I am trying to write a paper regarding the history of karate, and one of the things that interest me is how was karate taught before the 19th century. I specifically wanted to find out about teaching methods before Karate was introduced into the school systems in Okinawa and Japan.
If you have any information on this or can recommend sources about this subject, I would greatly appreciate it.
Thanks


----------



## punisher73 (Feb 10, 2022)

A lot of that wouldn't have been written down.  But, there are many oral traditions from students in the 1900's.  I would focus on students of Kanryo Higaonna, Kanbun Uechi, Chotoku Kyan and Gichin Funakoshi's autobiography as places to start.  This will give you insight to the main three "styles" of karate (Goju-Ryu, Uechi-Ryu and Shorin-Ryu based).

Mainly, they were very small classes (usually not more than 5-6) held at the teacher's home.  Lots of drilling on technique and kata.  Kata was often taught with the specific student in mind.  For example, Kanryo Higaonna started all students on Sanchin kata and then the other kata(s) varied based on the student.  Even then, students didn't learn more than 2-3 kata from him.

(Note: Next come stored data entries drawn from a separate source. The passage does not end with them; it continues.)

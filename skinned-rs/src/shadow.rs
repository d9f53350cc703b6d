//! Rotating directional light and its shadow-map transform

use glam::{Mat3, Mat4, Vec3};
use serde::Serialize;

/// Maps NDC x/y in `[-1, 1]` to texture space `[0, 1]` with v pointing down
const NDC_TO_TEXTURE: Mat4 = Mat4::from_cols_array(&[
    0.5, 0.0, 0.0, 0.0, //
    0.0, -0.5, 0.0, 0.0, //
    0.0, 0.0, 1.0, 0.0, //
    0.5, 0.5, 0.0, 1.0,
]);

#[derive(Debug, Clone, Copy, PartialEq, Serialize)]
pub struct BoundingSphere {
    pub center: Vec3,
    pub radius: f32,
}

impl BoundingSphere {
    pub fn new(center: Vec3, radius: f32) -> Self {
        Self { center, radius }
    }
}

/// Light-space matrices for one frame
#[derive(Debug, Clone, Copy, PartialEq, Serialize)]
pub struct ShadowTransform {
    /// Direction the light travels, unit length
    pub light_direction: Vec3,
    pub light_position: Vec3,
    pub near_z: f32,
    pub far_z: f32,
    pub view: Mat4,
    pub proj: Mat4,
    /// World space to shadow-map texture space
    pub shadow_transform: Mat4,
}

impl ShadowTransform {
    /// Fit an orthographic light frustum tightly around `bounds`.
    ///
    /// The light sits `2 * radius` behind the sphere centre along
    /// `direction` and looks at the centre.
    pub fn fit(direction: Vec3, bounds: &BoundingSphere) -> Self {
        let light_direction = direction.normalize_or(Vec3::NEG_Y);
        let light_position = bounds.center - 2.0 * bounds.radius * light_direction;
        let up = if light_direction.cross(Vec3::Y).length_squared() < 1e-6 {
            Vec3::Z
        } else {
            Vec3::Y
        };
        let view = Mat4::look_at_lh(light_position, bounds.center, up);

        let center = view.transform_point3(bounds.center);
        let r = bounds.radius;
        let (l, b, n) = (center.x - r, center.y - r, center.z - r);
        let (rt, t, f) = (center.x + r, center.y + r, center.z + r);
        let proj = Mat4::orthographic_lh(l, rt, b, t, n, f);

        Self {
            light_direction,
            light_position,
            near_z: n,
            far_z: f,
            view,
            proj,
            shadow_transform: NDC_TO_TEXTURE * proj * view,
        }
    }
}

/// Directional light that turns about the world Y axis
#[derive(Debug, Clone)]
pub struct RotatingLight {
    base_direction: Vec3,
    rotation_speed: f32,
    angle: f32,
}

impl RotatingLight {
    pub fn new(base_direction: Vec3, rotation_speed: f32) -> Self {
        Self {
            base_direction,
            rotation_speed,
            angle: 0.0,
        }
    }

    pub fn angle(&self) -> f32 {
        self.angle
    }

    /// Current light direction
    pub fn direction(&self) -> Vec3 {
        Mat3::from_rotation_y(self.angle) * self.base_direction
    }

    /// Turn the light by one frame and fit the shadow frustum around `bounds`
    pub fn advance(&mut self, dt: f32, bounds: &BoundingSphere) -> ShadowTransform {
        self.angle += self.rotation_speed * dt;
        ShadowTransform::fit(self.direction(), bounds)
    }
}
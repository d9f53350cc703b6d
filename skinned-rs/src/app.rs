//! Headless application shell.
//!
//! [`App`] owns every piece of mutable state in one [`AppState`] and runs an
//! ordered list of plain update functions once per frame. Each stage gets the
//! state by `&mut` and the frame timer by `&`, so the order below is the
//! whole data-flow story of a frame.

use std::f32::consts::PI;
use std::sync::Arc;

use anyhow::{Context, Result};
use glam::{Vec3, Vec4};
use m3d::{M3dModel, ModelParts, SkinnedModelInstance, StaticMesh};

use crate::camera::{Camera, MovementKeys};
use crate::config::AppConfig;
use crate::frame::{FrameConstants, LightConstants, PassConstants, SkinnedConstants};
use crate::scene::Scene;
use crate::shadow::{BoundingSphere, RotatingLight, ShadowTransform};
use crate::timer::GameTimer;

/// One per-frame update step
pub type UpdateStage = fn(&mut AppState, &GameTimer) -> Result<()>;

/// Update stages in the order a frame runs them
pub const DEFAULT_STAGES: [(&str, UpdateStage); 7] = [
    ("camera", update_camera),
    ("object constants", update_object_constants),
    ("material constants", update_material_constants),
    ("shadow transform", update_shadow_transform),
    ("main pass", update_main_pass),
    ("shadow pass", update_shadow_pass),
    ("skinned constants", update_skinned_constants),
];

const AMBIENT_LIGHT: Vec4 = Vec4::new(0.25, 0.25, 0.35, 1.0);
const LIGHT_STRENGTH: Vec3 = Vec3::splat(0.6);

/// Everything a frame reads or writes
#[derive(Debug)]
pub struct AppState {
    pub config: AppConfig,
    pub camera: Camera,
    pub keys: MovementKeys,
    pub light: RotatingLight,
    pub bounds: BoundingSphere,
    pub shadow: ShadowTransform,
    pub scene: Scene,
    pub skinned: SkinnedModelInstance,
    pub frame: FrameConstants,
}

impl AppState {
    /// Load the model and optional skull named by `config`
    pub fn load(config: AppConfig) -> Result<Self> {
        let model = M3dModel::load(&config.model)
            .with_context(|| format!("Failed to load model {}", config.model.display()))?;
        model
            .validate()
            .with_context(|| format!("Model {} failed validation", config.model.display()))?;
        let parts = model.into_parts()?;

        let skull = match &config.skull {
            Some(path) => Some(
                StaticMesh::load(path)
                    .with_context(|| format!("Failed to load mesh {}", path.display()))?,
            ),
            None => None,
        };

        Self::new(config, parts, skull.as_ref())
    }

    pub fn new(config: AppConfig, parts: ModelParts, skull: Option<&StaticMesh>) -> Result<Self> {
        config.check()?;

        let scene = Scene::sample(&parts, skull, &config.texture_dir)?;
        let skinned = SkinnedModelInstance::new(Arc::new(parts.skinned), &config.clip)
            .with_context(|| format!("Cannot play clip '{}'", config.clip))?;

        let mut camera = Camera::new(config.camera_position);
        camera.set_lens(0.25 * PI, config.aspect_ratio(), 1.0, 1000.0);

        let light = RotatingLight::new(config.light_direction, config.light_rotation_speed);
        let bounds = BoundingSphere::new(Vec3::ZERO, config.scene_radius);
        let shadow = ShadowTransform::fit(light.direction(), &bounds);

        let frame = FrameConstants::new(
            scene.render_items().len(),
            scene.materials().len(),
            scene.skinned_palette_count().max(1),
        );

        Ok(Self {
            config,
            camera,
            keys: MovementKeys::default(),
            light,
            bounds,
            shadow,
            scene,
            skinned,
            frame,
        })
    }
}

pub struct App {
    state: AppState,
    timer: GameTimer,
    stages: Vec<(&'static str, UpdateStage)>,
}

impl App {
    pub fn new(state: AppState, timer: GameTimer) -> Self {
        Self {
            state,
            timer,
            stages: DEFAULT_STAGES.to_vec(),
        }
    }

    /// Append a stage that runs after the built-in ones
    pub fn add_stage(&mut self, name: &'static str, stage: UpdateStage) {
        self.stages.push((name, stage));
    }

    pub fn stage_names(&self) -> impl Iterator<Item = &'static str> + '_ {
        self.stages.iter().map(|(name, _)| *name)
    }

    pub fn state(&self) -> &AppState {
        &self.state
    }

    pub fn state_mut(&mut self) -> &mut AppState {
        &mut self.state
    }

    pub fn timer(&self) -> &GameTimer {
        &self.timer
    }

    pub fn into_state(self) -> AppState {
        self.state
    }

    /// Tick the timer and run every stage once
    pub fn frame(&mut self) -> Result<()> {
        self.timer.tick();
        for (name, stage) in &self.stages {
            stage(&mut self.state, &self.timer)
                .with_context(|| format!("Update stage '{name}' failed"))?;
        }
        Ok(())
    }

    /// Run `frames` frames, calling `on_frame` after each
    pub fn run<F>(&mut self, frames: u32, mut on_frame: F) -> Result<()>
    where
        F: FnMut(&AppState, &GameTimer),
    {
        self.timer.reset();
        log::info!(
            "Running {} frames with stages: {}",
            frames,
            self.stage_names().collect::<Vec<_>>().join(", ")
        );
        for _ in 0..frames {
            self.frame()?;
            on_frame(&self.state, &self.timer);
        }
        Ok(())
    }
}

fn update_camera(state: &mut AppState, timer: &GameTimer) -> Result<()> {
    let speed = state.config.camera_speed;
    state
        .camera
        .apply_keys(state.keys, speed, timer.delta_time());
    state.camera.update_view_matrix();
    Ok(())
}

fn update_object_constants(state: &mut AppState, _timer: &GameTimer) -> Result<()> {
    for item in state.scene.render_items() {
        anyhow::ensure!(
            state.frame.objects.copy_data(item.obj_cb_index, &item.constants()),
            "object constant slot {} out of range",
            item.obj_cb_index
        );
    }
    Ok(())
}

fn update_material_constants(state: &mut AppState, _timer: &GameTimer) -> Result<()> {
    for material in state.scene.materials() {
        anyhow::ensure!(
            state
                .frame
                .materials
                .copy_data(material.cb_index, &material.constants()),
            "material constant slot {} out of range",
            material.cb_index
        );
    }
    Ok(())
}

fn update_shadow_transform(state: &mut AppState, timer: &GameTimer) -> Result<()> {
    state.shadow = state.light.advance(timer.delta_time(), &state.bounds);
    Ok(())
}

fn update_main_pass(state: &mut AppState, _timer: &GameTimer) -> Result<()> {
    let mut pass = PassConstants::with_camera(state.camera.view(), state.camera.proj());
    pass.shadow_transform = state.shadow.shadow_transform.to_cols_array();
    pass.ambient_light = AMBIENT_LIGHT.to_array();
    pass.eye_pos_w = state.camera.position().to_array();
    pass.light_count = 1;
    pass.lights[0] = LightConstants::directional(state.shadow.light_direction, LIGHT_STRENGTH);

    anyhow::ensure!(
        state.frame.passes.copy_data(FrameConstants::MAIN_PASS, &pass),
        "main pass slot missing"
    );
    Ok(())
}

fn update_shadow_pass(state: &mut AppState, _timer: &GameTimer) -> Result<()> {
    let mut pass = PassConstants::with_camera(state.shadow.view, state.shadow.proj);
    pass.eye_pos_w = state.shadow.light_position.to_array();

    anyhow::ensure!(
        state.frame.passes.copy_data(FrameConstants::SHADOW_PASS, &pass),
        "shadow pass slot missing"
    );
    Ok(())
}

fn update_skinned_constants(state: &mut AppState, timer: &GameTimer) -> Result<()> {
    state.skinned.advance(timer.delta_time());
    let constants = SkinnedConstants::from_transforms(state.skinned.final_transforms());
    anyhow::ensure!(
        state.frame.skinned.copy_data(0, &constants),
        "skinned constant slot missing"
    );
    Ok(())
}

#[cfg(test)]
mod tests {
    use super::*;
    use glam::{Mat4, Quat};
    use m3d::{
        AnimationClip, BonePose, BoneTrack, Keyframe, M3dMaterial, Skeleton, SkinnedVertex,
        Subset,
    };

    /// One bone sliding from x = 0 to x = 1 over one second
    fn slider() -> ModelParts {
        let track = BoneTrack::new(vec![
            Keyframe::new(0.0, BonePose::IDENTITY),
            Keyframe::new(1.0, BonePose::from_translation(Vec3::X)),
        ])
        .unwrap();
        M3dModel {
            materials: vec![M3dMaterial {
                name: "body".to_string(),
                diffuse_map_name: "body.dds".to_string(),
                ..Default::default()
            }],
            subsets: vec![Subset {
                vertex_count: 3,
                face_count: 1,
                ..Default::default()
            }],
            vertices: vec![SkinnedVertex::default(); 3],
            indices: vec![0, 1, 2],
            skeleton: Skeleton::from_parts(&[None], &[Mat4::IDENTITY]).unwrap(),
            clips: vec![AnimationClip::new("Take1", vec![Some(track)])],
        }
        .into_parts()
        .unwrap()
    }

    fn app(step: f32) -> App {
        let config = AppConfig {
            time_step: step,
            ..Default::default()
        };
        let state = AppState::new(config, slider(), None).unwrap();
        App::new(state, GameTimer::fixed(step))
    }

    #[test]
    fn test_stage_order() {
        let app = app(0.25);
        let names: Vec<_> = app.stage_names().collect();
        assert_eq!(
            names,
            vec![
                "camera",
                "object constants",
                "material constants",
                "shadow transform",
                "main pass",
                "shadow pass",
                "skinned constants",
            ]
        );
    }

    #[test]
    fn test_skinned_palette_follows_instance() {
        let mut app = app(0.25);
        app.run(2, |_, _| {}).unwrap();

        let state = app.state();
        assert_eq!(state.skinned.time_pos(), 0.5);
        let palette = state.frame.skinned.element(0).unwrap();
        let bone = palette.bone(0).unwrap();
        assert!(bone.abs_diff_eq(Mat4::from_translation(Vec3::X * 0.5), 1e-6));
        assert_eq!(palette.bone(1), Some(Mat4::IDENTITY));
    }

    #[test]
    fn test_loop_restarts_during_run() {
        let mut app = app(0.25);
        let mut times = Vec::new();
        app.run(5, |state, _| times.push(state.skinned.time_pos()))
            .unwrap();
        assert_eq!(times, vec![0.25, 0.5, 0.75, 1.0, 0.0]);
    }

    #[test]
    fn test_pass_constants() {
        let mut app = app(1.0);
        app.frame().unwrap();

        let state = app.state();
        let main = state.frame.main_pass().unwrap();
        assert_eq!(main.light_count, 1);
        assert_eq!(main.eye_pos_w, [0.0, 2.0, -15.0]);
        assert_eq!(main.ambient_light, [0.25, 0.25, 0.35, 1.0]);
        let expected = Quat::from_rotation_y(0.1) * Vec3::new(0.57735, -0.57735, 0.57735);
        assert!(Vec3::from_array(main.lights[0].direction).abs_diff_eq(expected, 1e-5));
        assert_eq!(
            main.shadow_transform,
            state.shadow.shadow_transform.to_cols_array()
        );

        let shadow = state.frame.shadow_pass().unwrap();
        assert_eq!(shadow.eye_pos_w, state.shadow.light_position.to_array());
        assert_eq!(shadow.view, state.shadow.view.to_cols_array());
    }

    #[test]
    fn test_object_and_material_constants() {
        let mut app = app(0.1);
        app.frame().unwrap();

        let state = app.state();
        let sky = state.frame.objects.element(0).unwrap();
        assert_eq!(sky.world[0], 5000.0);

        let body = state.scene.find_material("body").unwrap();
        let cb = state.scene.material(body).cb_index;
        let constants = state.frame.materials.element(cb).unwrap();
        assert_eq!((constants.texture_on, constants.normal_on), (1, 0));
    }

    #[test]
    fn test_held_keys_move_camera() {
        let mut app = app(0.5);
        app.state_mut().keys = MovementKeys::parse("W").unwrap();
        app.frame().unwrap();
        assert!(
            app.state()
                .camera
                .position()
                .abs_diff_eq(Vec3::new(0.0, 2.0, -10.0), 1e-5)
        );
    }

    #[test]
    fn test_failing_stage_names_itself() {
        fn broken(_: &mut AppState, _: &GameTimer) -> Result<()> {
            anyhow::bail!("boom")
        }
        let mut app = app(0.1);
        app.add_stage("broken", broken);
        let err = app.frame().unwrap_err();
        assert!(err.to_string().contains("broken"));
    }

    #[test]
    fn test_unknown_clip() {
        let config = AppConfig {
            clip: "Walk".to_string(),
            ..Default::default()
        };
        let err = AppState::new(config, slider(), None).unwrap_err();
        assert!(format!("{err:#}").contains("Walk"));
    }
}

In Funakoshi's autobiography "Karate-do: My Way of Life", he talks about going at night to his teacher's house and just drilling kata over and over until he got it right and then would be given a little bit more.

Kanbun Uechi's students also started on Sanchin and would practice that and Hojo-Undo, Kotekitai drills for 2-3 years to develop the proper body and structure before learning the next kata.  Originally, the system that Uechi brought back from China (and very insistant on transmitting it exactly as he learned it) only had 3 kata.

Students of Chotoku Kyan talk about learning Seisan kata first and that it was done with weight implements and would train the body in a much similar manner as Sanchin kata. 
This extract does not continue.